══ Data shown

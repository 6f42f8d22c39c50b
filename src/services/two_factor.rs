use serde_json::{Value, json};
use sqlx::PgPool;
use subtle::ConstantTimeEq;

use crate::error::AppError;
use crate::models::User;
use crate::repositories::UserRepository;
use crate::services::backup_code::BackupCodeService;
use crate::services::secret_store::SecretStore;
use crate::services::token::{ActionTokenService, TokenAction};
use crate::services::totp::TotpService;

/// 一度に保持できるバックアップコードの上限
pub const MAX_BACKUP_CODES: usize = 20;
/// 残量警告を出す閾値
const LOW_BACKUP_THRESHOLD: i64 = 2;

// 有効化トークンの extra_data キー
const EXTRA_TENTATIVE_SECRET: &str = "tentative_secret";
const EXTRA_QR_CODE: &str = "qr_code_base64";

/// 有効化フロー開始の結果
#[derive(Debug)]
pub enum EnrollmentStart {
    AlreadyEnabled,
    /// 仮シークレットとQRコードを内包したアクショントークン。
    /// 仮シークレットはこの時点ではDBに書かれず、トークンの中にのみ存在する
    Started { token: String },
}

/// 有効化トークン検証の結果
#[derive(Debug)]
pub enum EnrollmentToken {
    Missing,
    Invalid,
    WrongUser,
    /// 有効化フォームの再表示に必要なデータ
    Enabling {
        tentative_secret: String,
        qr_code_base64: String,
    },
}

/// 有効化確定の結果
#[derive(Debug)]
pub enum EnrollmentConfirm {
    AlreadyEnabled,
    InvalidCode,
    /// 平文バックアップコードはここで一度だけ返る。以後再取得は不可能
    Enabled { backup_codes: Vec<String> },
}

/// ログイン時のコード検証の結果
#[derive(Debug)]
pub enum CodeValidation {
    NotEnabled,
    /// 直前に受理したTOTP値の再提出。有効ウィンドウ内でも拒否する
    Reused,
    InvalidCode,
    ValidatedByTotp {
        remaining_backup_codes: i64,
        warnings: Vec<String>,
    },
    ValidatedByBackup {
        remaining_backup_codes: i64,
        warnings: Vec<String>,
    },
}

/// 無効化の結果
#[derive(Debug)]
pub enum Disable {
    NotEnabled,
    Disabled,
}

/// 2FAの現在状態（プロファイル画面用）
#[derive(Debug)]
pub struct TwoFactorStatus {
    pub enabled: bool,
    pub remaining_backup_codes: Option<i64>,
    /// 4文字区切りで整形したシークレット（手入力用）
    pub secret_formatted: Option<String>,
}

/// 二要素認証の状態機械
///
/// 有効化（シークレット生成 → トークン発行 → TOTP検証 → 永続化＋バックアップコード発行）、
/// ログイン時検証（リプレイ拒否 → TOTP → バックアップコード）、無効化を編成する。
/// 各操作の結果は閉じたenumで返し、呼び出し側に網羅的な分岐を強制する。
#[derive(Clone)]
pub struct TwoFactorService {
    pool: PgPool,
    user_repo: UserRepository,
    backup_codes: BackupCodeService,
    totp: TotpService,
    secret_store: SecretStore,
    tokens: ActionTokenService,
    token_ttl_secs: i64,
}

impl TwoFactorService {
    pub fn new(
        pool: PgPool,
        user_repo: UserRepository,
        backup_codes: BackupCodeService,
        totp: TotpService,
        secret_store: SecretStore,
        tokens: ActionTokenService,
        token_ttl_secs: i64,
    ) -> Self {
        Self {
            pool,
            user_repo,
            backup_codes,
            totp,
            secret_store,
            tokens,
            token_ttl_secs,
        }
    }

    /// 有効化フローを開始
    ///
    /// 新しいシークレットとQRコードを生成し、`activating_2fa` アクションの
    /// トークンに封入して返す。シークレットはトークンが確定されるまで
    /// サーバー側には一切保存しない（未確定シークレット漏洩の影響範囲を
    /// トークンのTTLに限定する）。
    pub async fn begin_enrollment(&self, user: &User) -> Result<EnrollmentStart, AppError> {
        if user.uses_2fa {
            return Ok(EnrollmentStart::AlreadyEnabled);
        }

        let secret = TotpService::generate_secret();
        let qr_code = self.totp.generate_qr_code(&user.email, &secret)?;

        let token = self.tokens.issue(
            TokenAction::Activating2fa,
            &user.id.to_string(),
            self.token_ttl_secs,
            Some(json!({
                EXTRA_TENTATIVE_SECRET: secret,
                EXTRA_QR_CODE: qr_code,
            })),
        )?;

        tracing::info!(user_id = %user.id, "2FA有効化フロー開始");

        Ok(EnrollmentStart::Started { token })
    }

    /// 有効化トークンを検証し、フォーム再表示に必要なデータを取り出す
    pub fn validate_enrollment_token(
        &self,
        user: &User,
        token: Option<&str>,
    ) -> EnrollmentToken {
        let Some(token) = token else {
            tracing::warn!(user_id = %user.id, "2FA有効化トークンなし");
            return EnrollmentToken::Missing;
        };

        let claims = match self.tokens.verify_for_action(token, TokenAction::Activating2fa) {
            Ok(claims) => claims,
            Err(e) => {
                tracing::warn!(user_id = %user.id, reason = e.reason(), "2FA有効化トークン検証失敗");
                return EnrollmentToken::Invalid;
            }
        };

        let extra = claims.extra_data.unwrap_or(Value::Null);
        let (Some(tentative_secret), Some(qr_code_base64)) = (
            extra.get(EXTRA_TENTATIVE_SECRET).and_then(Value::as_str),
            extra.get(EXTRA_QR_CODE).and_then(Value::as_str),
        ) else {
            tracing::warn!(user_id = %user.id, "2FA有効化トークンのペイロード欠落");
            return EnrollmentToken::Invalid;
        };

        if claims.subject != user.id.to_string() {
            tracing::warn!(user_id = %user.id, "2FA有効化トークンのsubject不一致");
            return EnrollmentToken::WrongUser;
        }

        EnrollmentToken::Enabling {
            tentative_secret: tentative_secret.to_string(),
            qr_code_base64: qr_code_base64.to_string(),
        }
    }

    /// 有効化を確定
    ///
    /// 仮シークレットに対するTOTPコードを検証し、成功時のみ
    /// 「2FAフラグON＋暗号化シークレット永続化＋リプレイマーカー設定＋
    /// バックアップコード発行」を単一トランザクションで適用する。
    /// コード不一致時は一切の状態変更を行わない。
    pub async fn confirm_enrollment(
        &self,
        user: &User,
        tentative_secret: &str,
        submitted_code: &str,
        backup_count: usize,
    ) -> Result<EnrollmentConfirm, AppError> {
        if user.uses_2fa {
            return Ok(EnrollmentConfirm::AlreadyEnabled);
        }

        if !self.totp.verify_code(tentative_secret, submitted_code)? {
            return Ok(EnrollmentConfirm::InvalidCode);
        }

        let backup_count = backup_count.min(MAX_BACKUP_CODES);
        let encrypted_secret = self.secret_store.encrypt(tentative_secret)?;

        // 失敗時はトランザクション全体がロールバックされる
        // （フラグだけ立ってコードがない、という部分適用を残さない）
        let mut tx = self.pool.begin().await?;
        self.user_repo
            .enable_2fa(&mut tx, user.id, &encrypted_secret, submitted_code)
            .await?;
        let backup_codes = self
            .backup_codes
            .generate_in_tx(&mut tx, user.id, backup_count)
            .await?;
        tx.commit().await?;

        tracing::info!(user_id = %user.id, backup_codes = backup_codes.len(), "2FA有効化完了");

        Ok(EnrollmentConfirm::Enabled { backup_codes })
    }

    /// ログイン時のコード検証
    ///
    /// 処理順: リプレイ拒否 → TOTP（±1ステップ） → バックアップコード。
    /// 直前に受理したTOTP値と同一のコードは、TOTPの有効ウィンドウ内であっても
    /// 拒否する（標準より厳しい意図的な仕様）。
    pub async fn validate_code(
        &self,
        user: &User,
        submitted_code: &str,
    ) -> Result<CodeValidation, AppError> {
        let Some(encrypted_secret) = user
            .otp_secret_encrypted
            .as_deref()
            .filter(|_| user.uses_2fa)
        else {
            return Ok(CodeValidation::NotEnabled);
        };

        if let Some(last_otp) = &user.last_otp
            && constant_time_eq(last_otp, submitted_code)
        {
            tracing::warn!(user_id = %user.id, "TOTPコードの再使用を拒否");
            return Ok(CodeValidation::Reused);
        }

        // 復号失敗はデータ整合性エラーとしてそのまま伝播（「2FA無効」扱いにしない）
        let secret = self.secret_store.decrypt(encrypted_secret)?;

        if self.totp.verify_code(&secret, submitted_code)? {
            self.user_repo.set_last_otp(user.id, submitted_code).await?;

            let remaining = self.backup_codes.remaining_count(user.id).await?;
            let mut warnings = Vec::new();
            if remaining <= LOW_BACKUP_THRESHOLD {
                warnings.push(format!(
                    "残りのバックアップコードが少なくなっています（残り{remaining}件）"
                ));
            }

            tracing::info!(user_id = %user.id, method = "totp", "2FAコード検証成功");

            return Ok(CodeValidation::ValidatedByTotp {
                remaining_backup_codes: remaining,
                warnings,
            });
        }

        if self.backup_codes.consume(user.id, submitted_code).await? {
            let remaining = self.backup_codes.remaining_count(user.id).await?;
            let mut warnings = vec!["バックアップコードを使用しました".to_string()];
            if remaining == 0 {
                warnings.push("重大: 残りのバックアップコードがありません".to_string());
            } else if remaining <= LOW_BACKUP_THRESHOLD {
                warnings.push(format!(
                    "注意: 残りのバックアップコードは{remaining}件です"
                ));
            }

            tracing::info!(user_id = %user.id, method = "backup", "2FAコード検証成功");

            return Ok(CodeValidation::ValidatedByBackup {
                remaining_backup_codes: remaining,
                warnings,
            });
        }

        Ok(CodeValidation::InvalidCode)
    }

    /// 2FAを無効化
    ///
    /// ユーザー行のクリア（フラグ・シークレット・リプレイマーカー）を先にコミットし、
    /// その後にバックアップコードを無効化する。この順序なら途中でクラッシュしても
    /// 「2FA無効＋残存コード」に倒れ、残存コードは掃除タスクが回収する
    pub async fn disable(&self, user: &User) -> Result<Disable, AppError> {
        if !user.uses_2fa {
            return Ok(Disable::NotEnabled);
        }

        self.user_repo.disable_2fa(user.id).await?;
        let invalidated = self.backup_codes.invalidate_all(user.id).await?;

        tracing::warn!(user_id = %user.id, invalidated, "2FA無効化完了");

        Ok(Disable::Disabled)
    }

    /// バックアップコードを再発行（2FA有効ユーザーのみ）
    pub async fn regenerate_backup_codes(
        &self,
        user: &User,
        count: usize,
    ) -> Result<Option<Vec<String>>, AppError> {
        if !user.uses_2fa {
            return Ok(None);
        }

        let codes = self
            .backup_codes
            .generate(user.id, count.min(MAX_BACKUP_CODES))
            .await?;

        Ok(Some(codes))
    }

    /// 現在の2FA状態を取得
    pub async fn status(&self, user: &User) -> Result<TwoFactorStatus, AppError> {
        if !user.uses_2fa {
            return Ok(TwoFactorStatus {
                enabled: false,
                remaining_backup_codes: None,
                secret_formatted: None,
            });
        }

        let remaining = self.backup_codes.remaining_count(user.id).await?;
        let secret_formatted = match &user.otp_secret_encrypted {
            Some(encrypted) => Some(TotpService::format_secret(
                &self.secret_store.decrypt(encrypted)?,
            )),
            None => None,
        };

        Ok(TwoFactorStatus {
            enabled: true,
            remaining_backup_codes: Some(remaining),
            secret_formatted,
        })
    }
}

/// 定数時間の文字列比較（リプレイマーカー照合用）
fn constant_time_eq(a: &str, b: &str) -> bool {
    a.as_bytes().ct_eq(b.as_bytes()).into()
}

════

- _Problem statement_: Check every line of the entries above, and copy those that carry the string "bool".

- _Solved problem_:
    pub enabled: bool,
fn constant_time_eq(a: &str, b: &str) -> bool {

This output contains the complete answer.